Conor se volvió para mirar a su compañero, Danny. Este se sentó a su lado, sobre uno de los taburetes. Los habían emparejado el mes anterior, para desolación de Conor. Aunque Wright era un buen detective, el muchacho le recordaba a un enorme cachorro.

– No tienes que llamarme «señor. Soy tu compañero, Wright.

– Pero los muchachos me dijeron que te gustaba que te llamaran «señor.

– Te estaban tomando el pelo. Les gusta hacer eso con los recién llegados. ¿Por qué no te tomas algo y te relajas un poco?

Ansioso por agradarle, Danny pidió un refresco y luego tomó un puñado de cacahuetes y empezó a comérselos.

– El teniente quiere que estemos en la comisaría en cuanto acabemos el turno. Dice que tiene un caso especial para nosotros.

– ¿Un caso especial? -preguntó Conor, soltando la carcajada-. Más bien será un castigo especial.

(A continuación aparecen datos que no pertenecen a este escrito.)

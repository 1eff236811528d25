//! Trait definitions for exchange clients

use async_trait::async_trait;
use rust_decimal::Decimal;
use std::sync::Arc;

use super::channels::EventSender;
use super::errors::Result;
use super::types::{OrderReceipt, Side, SubscriptionId};

/// Trait for exchange connectivity (Kraken, dry run, test fakes)
///
/// Stream data is delivered as `MarketEvent`s on the sender passed to
/// each subscribe call. Methods take `&self` so one client can be shared
/// between the trading loop and the action processor.
#[cfg_attr(test, mockall::automock)]
#[async_trait]
pub trait ExchangeClient: Send + Sync {
    /// Open the underlying connections
    async fn connect(&self) -> Result<()>;

    /// Subscribe to account balance snapshots and updates
    async fn subscribe_balances(&self, sender: EventSender) -> Result<SubscriptionId>;

    /// Subscribe to ticker updates for one symbol
    ///
    /// # Arguments
    /// * `symbol` - Trading symbol in `BASE/QUOTE` form
    /// * `sender` - Channel sender for forwarding events
    async fn subscribe_ticker(&self, symbol: &str, sender: EventSender) -> Result<SubscriptionId>;

    /// Cancel a subscription; its sender receives no further events
    async fn unsubscribe(&self, id: SubscriptionId) -> Result<()>;

    /// Place a market order for `amount` of `symbol`
    async fn place_market_order(
        &self,
        symbol: &str,
        side: Side,
        amount: Decimal,
    ) -> Result<OrderReceipt>;

    /// Gracefully disconnect from the exchange
    async fn disconnect(&self) -> Result<()>;

    /// Name of the exchange, used in logs
    fn exchange_name(&self) -> &'static str;
}

/// Exchange client shared between tasks
pub type SharedExchangeClient = Arc<dyn ExchangeClient>;
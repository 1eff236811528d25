//! Trading loop, order dispatch and the market feed that keeps the stores
//! current

mod action_processor;
mod dry_run;
mod feed;
mod trading_loop;

pub use action_processor::ActionProcessor;
pub use dry_run::DryRunClient;
pub use feed::MarketFeed;
pub use trading_loop::{Trader, TraderCommand, TraderHandle, TraderState};
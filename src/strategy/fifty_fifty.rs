//! Coin-flip strategy: pick a random ticker and trade it on a ±5% move

use rand::seq::SliceRandom;
use rust_decimal_macros::dec;

use crate::strategy::threshold::{ThresholdRule, TradeSizer};
use crate::strategy::traits::{BoxedStrategy, Strategy};
use crate::strategy::types::{StrategyAction, StrategyContext, StrategyParams};

pub struct FiftyFifty {
    rule: ThresholdRule,
    sizer: TradeSizer,
}

impl FiftyFifty {
    pub const NAME: &'static str = "fifty_fifty";

    pub fn new(params: &StrategyParams) -> Self {
        Self {
            rule: ThresholdRule::new(dec!(5)),
            sizer: TradeSizer::new(params),
        }
    }

    pub fn boxed(params: &StrategyParams) -> BoxedStrategy {
        Box::new(Self::new(params))
    }
}

impl Strategy for FiftyFifty {
    fn name(&self) -> &str {
        Self::NAME
    }

    fn determine_action(&mut self, ctx: &StrategyContext) -> Option<StrategyAction> {
        let candidates: Vec<_> = ctx.tickers_with_data().collect();
        let ticker = *candidates.choose(self.sizer.rng())?;
        let action_type = self.rule.classify(ticker);
        Some(self.sizer.size(ticker, action_type, ctx))
    }
}
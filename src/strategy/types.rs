use chrono::{DateTime, Utc};
use rust_decimal::Decimal;
use rust_decimal_macros::dec;
use serde::{Deserialize, Serialize};

use crate::common::errors::{Result, TraderError};
use crate::common::types::{BalanceSnapshot, Side, Ticker};

/// What a strategy wants to do
#[derive(Debug, Clone, Copy, PartialEq, Eq, Hash, Serialize, Deserialize)]
pub enum ActionType {
    Buy,
    Sell,
    Hold,
}

impl std::fmt::Display for ActionType {
    fn fmt(&self, f: &mut std::fmt::Formatter<'_>) -> std::fmt::Result {
        match self {
            ActionType::Buy => write!(f, "buy"),
            ActionType::Sell => write!(f, "sell"),
            ActionType::Hold => write!(f, "hold"),
        }
    }
}

/// A trade proposed by a strategy
///
/// Immutable once built. The amount is never negative.
#[derive(Debug, Clone, PartialEq, Eq)]
pub struct StrategyAction {
    symbol: String,
    asset: String,
    action_type: ActionType,
    amount: Decimal,
}

impl StrategyAction {
    /// Build an action; negative amounts are clamped to zero
    pub fn new(
        symbol: impl Into<String>,
        asset: impl Into<String>,
        action_type: ActionType,
        amount: Decimal,
    ) -> Self {
        Self {
            symbol: symbol.into(),
            asset: asset.into(),
            action_type,
            amount: amount.max(Decimal::ZERO),
        }
    }

    pub fn buy(symbol: impl Into<String>, asset: impl Into<String>, amount: Decimal) -> Self {
        Self::new(symbol, asset, ActionType::Buy, amount)
    }

    pub fn sell(symbol: impl Into<String>, asset: impl Into<String>, amount: Decimal) -> Self {
        Self::new(symbol, asset, ActionType::Sell, amount)
    }

    pub fn hold(symbol: impl Into<String>, asset: impl Into<String>) -> Self {
        Self::new(symbol, asset, ActionType::Hold, Decimal::ZERO)
    }

    pub fn symbol(&self) -> &str {
        &self.symbol
    }

    /// Asset whose balance the strategy sized the trade from
    pub fn asset(&self) -> &str {
        &self.asset
    }

    pub fn action_type(&self) -> ActionType {
        self.action_type
    }

    pub fn amount(&self) -> Decimal {
        self.amount
    }

    pub fn is_hold(&self) -> bool {
        self.action_type == ActionType::Hold
    }

    /// Order side implied by the action, `None` for Hold
    pub fn side(&self) -> Option<Side> {
        match self.action_type {
            ActionType::Buy => Some(Side::Buy),
            ActionType::Sell => Some(Side::Sell),
            ActionType::Hold => None,
        }
    }
}

/// Read-only state handed to a strategy on each evaluation
///
/// Built by the trading loop from copies of the stores, so the strategy
/// sees one consistent view for the whole call.
#[derive(Debug, Clone)]
pub struct StrategyContext {
    /// Every tracked ticker, sorted by symbol
    pub tickers: Vec<Ticker>,
    /// Balance of the wallet asset, `None` until a snapshot arrives
    pub balance: Option<BalanceSnapshot>,
    /// Configured wallet asset
    pub wallet_asset: String,
    /// When the context was built
    pub timestamp: DateTime<Utc>,
}

impl StrategyContext {
    pub fn new(
        tickers: Vec<Ticker>,
        balance: Option<BalanceSnapshot>,
        wallet_asset: impl Into<String>,
    ) -> Self {
        Self {
            tickers,
            balance,
            wallet_asset: wallet_asset.into(),
            timestamp: Utc::now(),
        }
    }

    /// Get the ticker for a symbol
    pub fn ticker(&self, symbol: &str) -> Option<&Ticker> {
        self.tickers.iter().find(|t| t.symbol == symbol)
    }

    /// Tickers that have received at least one update
    pub fn tickers_with_data(&self) -> impl Iterator<Item = &Ticker> {
        self.tickers.iter().filter(|t| t.has_data())
    }

    /// Wallet balance, if known
    pub fn balance(&self) -> Option<&BalanceSnapshot> {
        self.balance.as_ref()
    }
}

/// Parameters handed to strategy factories
#[derive(Debug, Clone, Serialize, Deserialize)]
pub struct StrategyParams {
    /// Upper bound on the share of the wallet balance committed per trade
    #[serde(default = "default_max_trade_fraction")]
    pub max_trade_fraction: Decimal,
    /// Fixed RNG seed for reproducible runs
    #[serde(default)]
    pub seed: Option<u64>,
}

impl Default for StrategyParams {
    fn default() -> Self {
        Self {
            max_trade_fraction: default_max_trade_fraction(),
            seed: None,
        }
    }
}

impl StrategyParams {
    pub fn validate(&self) -> Result<()> {
        if self.max_trade_fraction <= Decimal::ZERO || self.max_trade_fraction > Decimal::ONE {
            return Err(TraderError::Configuration(format!(
                "strategy.max_trade_fraction must be in (0, 1], got {}",
                self.max_trade_fraction
            )));
        }
        Ok(())
    }
}

fn default_max_trade_fraction() -> Decimal {
    dec!(0.2)
}

#[cfg(test)]
mod tests {
    use super::*;

    #[test]
    fn test_action_clamps_negative_amount() {
        let action = StrategyAction::buy("BTC/USD", "USD", dec!(-5));
        assert_eq!(action.amount(), Decimal::ZERO);
        assert_eq!(action.side(), Some(Side::Buy));
    }

    #[test]
    fn test_hold_has_no_side() {
        let action = StrategyAction::hold("BTC/USD", "USD");
        assert!(action.is_hold());
        assert_eq!(action.side(), None);
        assert_eq!(action.amount(), Decimal::ZERO);
    }

    #[test]
    fn test_context_filters_tickers_without_data() {
        let mut btc = Ticker::new("BTC/USD");
        btc.updated_at = Some(Utc::now());
        let ctx = StrategyContext::new(vec![btc, Ticker::new("ETH/USD")], None, "USD");

        let with_data: Vec<&str> = ctx.tickers_with_data().map(|t| t.symbol.as_str()).collect();
        assert_eq!(with_data, vec!["BTC/USD"]);
        assert!(ctx.ticker("ETH/USD").is_some());
        assert!(ctx.balance().is_none());
    }

    #[test]
    fn test_params_validation() {
        assert!(StrategyParams::default().validate().is_ok());
        let params = StrategyParams {
            max_trade_fraction: dec!(1.5),
            seed: None,
        };
        assert!(params.validate().is_err());
        let params = StrategyParams {
            max_trade_fraction: Decimal::ZERO,
            seed: None,
        };
        assert!(params.validate().is_err());
    }
}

– El teniente está bastante enojado contigo. Los otros dicen que eres un buen policía, pero que tienes demasiado carácter. El teniente también dice que el detenido va a presentar cargos por brutalidad. Ya se ha conseguido un abogado.

– Ese cerdo le quitó a una anciana de ochenta y cuatro años sus ahorros de toda una vida. Cuando no quiso darle las tarjetas de crédito, le pegó hasta que estuvo a punto de quitarle la vida. Debería haberle sacado los dientes por la nuca. Tuvo suerte de llevarse solo un labio partido.